We don't have any more evidence that other animals are conscious than we have that other people are conscious. As far as evidence is concerned, your cat is no more conscious than I am.
Are logfiles enough to count as an inner life? We have clear evidence of those.
I think it's the other way around. We have plenty of evidence that humans are doing something different than most creatures and have trouble articulating exactly what it is.
I don't think we do. The only evidence I have that other people are conscious is by analogy; because I assume that whatever conscious is, I am, and other people seem like me.
You've skipped my point though, I'm saying that your definition of conscious isn't a useful articulation of the difference, so of course it doesn't yield a satisfying result.

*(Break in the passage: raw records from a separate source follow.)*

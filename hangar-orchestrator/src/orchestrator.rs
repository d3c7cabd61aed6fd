//! Entry point for build-triggering operations.
//!
//! Every method consults the permission gate before any write, so a denied
//! call has no side effects. Builds that run a job go through the
//! scheduler; pushed state short-circuits to a finished build in the same
//! transaction that stores the blob.

use crate::artifact::ArtifactStore;
use crate::build::{BuildStore, BuildTransition, NewBuild, WorkspaceBuild};
use crate::clock::{Clock, SystemClock};
use crate::config::OrchestratorConfig;
use crate::db;
use crate::error::{OrchestratorError, Result};
use crate::events::JobEvents;
use crate::job::{JobInput, JobLog, JobStore, NewJob, ProvisionerJob};
use crate::permission::{authorize, Action, Actor, PermissionGate, Resource};
use crate::registry::WorkerRegistry;
use crate::scheduler::Scheduler;
use crate::sessions::WorkerSessionManager;
use crate::waiter::CompletionWaiter;
use crate::workspace::{CreateWorkspaceRequest, Workspace, WorkspaceFilters, WorkspaceStore};
use serde::{Deserialize, Serialize};
use sqlx::{SqliteConnection, SqlitePool};
use std::collections::BTreeMap;
use std::sync::Arc;
use std::time::Duration;
use tracing::{info, instrument};
use utoipa::ToSchema;

#[derive(Debug, Clone, Serialize, Deserialize, ToSchema)]
pub struct CreateBuildRequest {
    pub transition: BuildTransition,
    /// Defaults to the workspace's current template version.
    #[serde(default)]
    pub template_version_id: Option<String>,
    #[serde(default)]
    pub parameters: BTreeMap<String, String>,
}

impl CreateBuildRequest {
    pub fn new(transition: BuildTransition) -> Self {
        Self {
            transition,
            template_version_id: None,
            parameters: BTreeMap::new(),
        }
    }
}

/// A new workspace together with its first build, if one was queued.
#[derive(Debug, Clone, Serialize, Deserialize, ToSchema)]
pub struct CreatedWorkspace {
    pub workspace: Workspace,
    pub build: Option<WorkspaceBuild>,
}

#[derive(Clone)]
pub struct BuildOrchestrator {
    pool: SqlitePool,
    gate: Arc<dyn PermissionGate>,
    workspaces: WorkspaceStore,
    builds: BuildStore,
    artifacts: ArtifactStore,
    scheduler: Scheduler,
    waiter: CompletionWaiter,
}

impl BuildOrchestrator {
    pub fn new(pool: SqlitePool, gate: Arc<dyn PermissionGate>) -> Self {
        Self::with_config(pool, gate, Arc::new(SystemClock), OrchestratorConfig::default())
    }

    pub fn with_config(
        pool: SqlitePool,
        gate: Arc<dyn PermissionGate>,
        clock: Arc<dyn Clock>,
        config: OrchestratorConfig,
    ) -> Self {
        let events = JobEvents::new();
        let jobs = JobStore::new(pool.clone(), clock.clone());
        let artifacts = ArtifactStore::new(pool.clone(), clock.clone());
        let sessions = WorkerSessionManager::new(
            pool.clone(),
            jobs.clone(),
            WorkerRegistry::new(clock.clone()),
            events.clone(),
            config.clone(),
        );
        let waiter = CompletionWaiter::new(jobs.clone(), events.clone(), config.poll_interval);
        let scheduler = Scheduler::new(
            pool.clone(),
            jobs,
            artifacts.clone(),
            sessions,
            events,
            clock.clone(),
            config,
        );

        Self {
            workspaces: WorkspaceStore::new(pool.clone(), clock.clone()),
            builds: BuildStore::new(pool.clone(), clock),
            pool,
            gate,
            artifacts,
            scheduler,
            waiter,
        }
    }

    pub fn pool(&self) -> &SqlitePool {
        &self.pool
    }

    pub fn scheduler(&self) -> &Scheduler {
        &self.scheduler
    }

    pub fn sessions(&self) -> &WorkerSessionManager {
        self.scheduler.sessions()
    }

    pub fn waiter(&self) -> &CompletionWaiter {
        &self.waiter
    }

    pub fn events(&self) -> &JobEvents {
        self.scheduler.events()
    }

    fn check(&self, actor: &Actor, action: Action, resource: &Resource) -> Result<()> {
        authorize(self.gate.as_ref(), actor, action, resource)
    }

    fn check_workspace(&self, actor: &Actor, action: Action, workspace: &Workspace) -> Result<()> {
        self.check(
            actor,
            action,
            &Resource::Workspace {
                id: workspace.id.clone(),
                owner: workspace.owner.clone(),
            },
        )
    }

    /// Create a workspace owned by the actor and, unless told otherwise,
    /// queue its first `start` build.
    #[instrument(skip(self, req), fields(actor = %actor.id, name = %req.name))]
    pub async fn create_workspace(
        &self,
        actor: &Actor,
        req: CreateWorkspaceRequest,
    ) -> Result<CreatedWorkspace> {
        self.check(
            actor,
            Action::CreateWorkspace,
            &Resource::NewWorkspace {
                owner: actor.id.clone(),
            },
        )?;

        let mut tx = db::begin_immediate(&self.pool).await?;

        let workspace = self.workspaces.insert(&mut *tx, &actor.id, &req).await?;
        let first = if req.initial_build {
            let first = self
                .insert_executed_build(
                    &mut *tx,
                    &workspace,
                    BuildTransition::Start,
                    req.job_input(),
                    &actor.id,
                )
                .await?;
            Some(first)
        } else {
            None
        };
        let workspace = WorkspaceStore::fetch(&mut *tx, &workspace.id)
            .await?
            .ok_or_else(|| OrchestratorError::NotFound(format!("workspace {}", workspace.id)))?;

        tx.commit().await?;

        info!(workspace_id = %workspace.id, "workspace created");
        let build = first.map(|(build, job)| {
            self.scheduler.announce(&job);
            build
        });
        Ok(CreatedWorkspace { workspace, build })
    }

    pub async fn get_workspace(&self, actor: &Actor, workspace_id: &str) -> Result<Workspace> {
        let workspace = self.workspaces.get(workspace_id).await?;
        self.check_workspace(actor, Action::ReadWorkspace, &workspace)?;
        Ok(workspace)
    }

    pub async fn get_workspace_by_name(
        &self,
        actor: &Actor,
        owner: &str,
        organization_id: Option<&str>,
        name: &str,
    ) -> Result<Workspace> {
        let workspace = self
            .workspaces
            .get_by_name(owner, organization_id, name)
            .await?;
        self.check_workspace(actor, Action::ReadWorkspace, &workspace)?;
        Ok(workspace)
    }

    /// Workspaces matching `filters` that the actor may read.
    pub async fn list_workspaces(
        &self,
        actor: &Actor,
        filters: WorkspaceFilters,
    ) -> Result<Vec<Workspace>> {
        let workspaces = self.workspaces.list(filters).await?;
        Ok(workspaces
            .into_iter()
            .filter(|ws| self.check_workspace(actor, Action::ReadWorkspace, ws).is_ok())
            .collect())
    }

    /// Create the workspace's next build and queue a job for it.
    /// Fails with `WorkspaceBusy` while another build of the workspace is active.
    #[instrument(skip(self, req), fields(actor = %actor.id, transition = %req.transition))]
    pub async fn create_build(
        &self,
        actor: &Actor,
        workspace_id: &str,
        req: CreateBuildRequest,
    ) -> Result<WorkspaceBuild> {
        let workspace = self.workspaces.get(workspace_id).await?;
        self.check_workspace(actor, Action::UpdateWorkspace, &workspace)?;

        let input = JobInput {
            template_version_id: req
                .template_version_id
                .unwrap_or_else(|| workspace.template_version_id.clone()),
            parameters: req.parameters,
        };

        let mut tx = db::begin_immediate(&self.pool).await?;
        let (build, job) = self
            .insert_executed_build(&mut *tx, &workspace, req.transition, input, &actor.id)
            .await?;
        tx.commit().await?;

        self.scheduler.announce(&job);
        info!(build_id = %build.id, build_number = build.build_number, job_id = %job.id, "build queued");
        Ok(build)
    }

    async fn insert_executed_build(
        &self,
        conn: &mut SqliteConnection,
        workspace: &Workspace,
        transition: BuildTransition,
        input: JobInput,
        initiator: &str,
    ) -> Result<(WorkspaceBuild, ProvisionerJob)> {
        let build_number = BuildStore::next_build_number(conn, &workspace.id).await?;

        let job = self
            .scheduler
            .enqueue_with(
                conn,
                NewJob {
                    workspace_id: Some(workspace.id.clone()),
                    job_type: transition.job_type(),
                    input,
                    tags: workspace.tags.clone(),
                },
            )
            .await?;

        let build = self
            .builds
            .insert(
                conn,
                NewBuild {
                    workspace_id: &workspace.id,
                    build_number,
                    transition,
                    job_id: Some(&job.id),
                    initiator,
                },
            )
            .await?;

        self.workspaces
            .set_latest_build(conn, &workspace.id, &build.id)
            .await?;

        Ok((build, job))
    }

    /// Record `state` as the result of a new build that runs no job.
    ///
    /// `expected_build_number`, when given, must equal the number the new
    /// build receives, otherwise `BuildNumberConflict`. The build keeps the
    /// transition of the workspace's previous build.
    #[instrument(skip(self, state), fields(actor = %actor.id, bytes = state.len()))]
    pub async fn create_build_with_state(
        &self,
        actor: &Actor,
        workspace_id: &str,
        state: &[u8],
        expected_build_number: Option<i64>,
    ) -> Result<WorkspaceBuild> {
        let workspace = self.workspaces.get(workspace_id).await?;
        self.check_workspace(actor, Action::WriteState, &workspace)?;

        let mut tx = db::begin_immediate(&self.pool).await?;

        if let Some(active) = JobStore::active_for_workspace(&mut *tx, &workspace.id).await? {
            info!(job_id = %active.id, status = %active.status, "push rejected, build in progress");
            return Err(OrchestratorError::WorkspaceBusy(workspace.id));
        }

        let next = BuildStore::next_build_number(&mut *tx, &workspace.id).await?;
        if let Some(expected) = expected_build_number {
            if expected != next {
                return Err(OrchestratorError::BuildNumberConflict { expected, next });
            }
        }

        let transition = match &workspace.latest_build_id {
            Some(latest) => BuildStore::fetch(&mut *tx, latest)
                .await?
                .map(|b| b.transition)
                .unwrap_or(BuildTransition::Start),
            None => BuildTransition::Start,
        };

        let build = self
            .builds
            .insert(
                &mut *tx,
                NewBuild {
                    workspace_id: &workspace.id,
                    build_number: next,
                    transition,
                    job_id: None,
                    initiator: &actor.id,
                },
            )
            .await?;
        self.artifacts.put_with(&mut *tx, &build.id, state).await?;
        self.workspaces
            .set_latest_build(&mut *tx, &workspace.id, &build.id)
            .await?;

        tx.commit().await?;

        info!(build_id = %build.id, build_number = build.build_number, "state pushed");
        Ok(build)
    }

    /// State of the workspace's latest build. `NoState` if that build has not
    /// stored any, for example because it is still running or failed.
    pub async fn read_latest_state(&self, actor: &Actor, workspace_id: &str) -> Result<Vec<u8>> {
        let workspace = self.workspaces.get(workspace_id).await?;
        self.check_workspace(actor, Action::ReadState, &workspace)?;

        let Some(build_id) = workspace.latest_build_id else {
            return Err(OrchestratorError::NoState(workspace.id));
        };

        self.artifacts
            .get(&build_id)
            .await?
            .ok_or(OrchestratorError::NoState(workspace.id))
    }

    /// State stored by one specific build.
    pub async fn read_build_state(
        &self,
        actor: &Actor,
        workspace_id: &str,
        build_number: i64,
    ) -> Result<Vec<u8>> {
        let workspace = self.workspaces.get(workspace_id).await?;
        self.check_workspace(actor, Action::ReadState, &workspace)?;

        let build = self.builds.get_by_number(&workspace.id, build_number).await?;
        self.artifacts
            .get(&build.id)
            .await?
            .ok_or_else(|| OrchestratorError::NoState(format!("{} build #{}", workspace.id, build_number)))
    }

    pub async fn get_build(&self, actor: &Actor, build_id: &str) -> Result<WorkspaceBuild> {
        let build = self.builds.get(build_id).await?;
        let workspace = self.workspaces.get(&build.workspace_id).await?;
        self.check_workspace(actor, Action::ReadWorkspace, &workspace)?;
        Ok(build)
    }

    /// Builds of a workspace, newest first.
    pub async fn list_builds(&self, actor: &Actor, workspace_id: &str) -> Result<Vec<WorkspaceBuild>> {
        let workspace = self.workspaces.get(workspace_id).await?;
        self.check_workspace(actor, Action::ReadWorkspace, &workspace)?;
        self.builds.list(&workspace.id).await
    }

    /// Cancel the build's job. Builds without a job are already finished and
    /// are returned unchanged.
    #[instrument(skip(self), fields(actor = %actor.id))]
    pub async fn cancel_build(&self, actor: &Actor, build_id: &str) -> Result<WorkspaceBuild> {
        let build = self.builds.get(build_id).await?;
        let workspace = self.workspaces.get(&build.workspace_id).await?;
        self.check_workspace(actor, Action::UpdateWorkspace, &workspace)?;

        let Some(job_id) = &build.job_id else {
            return Ok(build);
        };
        self.scheduler.cancel(job_id).await?;

        self.builds.get(build_id).await
    }

    /// Wait for the build's job to finish. `DeadlineExceeded` leaves the job running.
    pub async fn await_build(
        &self,
        actor: &Actor,
        build_id: &str,
        timeout: Duration,
    ) -> Result<WorkspaceBuild> {
        let build = self.get_build(actor, build_id).await?;
        let Some(job_id) = &build.job_id else {
            return Ok(build);
        };
        self.waiter.await_terminal(job_id, timeout).await?;

        self.builds.get(build_id).await
    }

    pub async fn get_job(&self, actor: &Actor, job_id: &str) -> Result<ProvisionerJob> {
        let job = self.scheduler.jobs().get(job_id).await?;
        self.check_job(actor, &job).await?;
        Ok(job)
    }

    pub async fn job_logs(&self, actor: &Actor, job_id: &str) -> Result<Vec<JobLog>> {
        let job = self.get_job(actor, job_id).await?;
        self.scheduler.jobs().logs(&job.id).await
    }

    async fn check_job(&self, actor: &Actor, job: &ProvisionerJob) -> Result<()> {
        match &job.workspace_id {
            Some(workspace_id) => {
                let workspace = self.workspaces.get(workspace_id).await?;
                self.check_workspace(actor, Action::ReadWorkspace, &workspace)
            }
            None => self.check(
                actor,
                Action::ReadWorkspace,
                &Resource::Job { id: job.id.clone() },
            ),
        }
    }
}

Then compare the life's work of Picasso to the life's work of most cats. Art is evocative. Cats poop a lot.
It's not just animals, humans will anthropomorphize even robots which we know for sure aren't conscious. I remember how, not that long ago Boston Dynamics posted a video of a man kicking a robot dog and a lot of people were really unconformable seeing that.
This is entertainingly illustrated with googly eyes [1]. Stick a pair of them on virtually any inanimate object and you'll find people naming it, addressing it and contemplating its existence.
Not just animals robots, humans will project emotions onto other humans. We see a photo of someone's face, or look at someone who isn't making any particular expression, and imagine an emotion based on transient artifacts captured at a single point in time. See also: "resting bitch face" and all the memes featuring baby's faces.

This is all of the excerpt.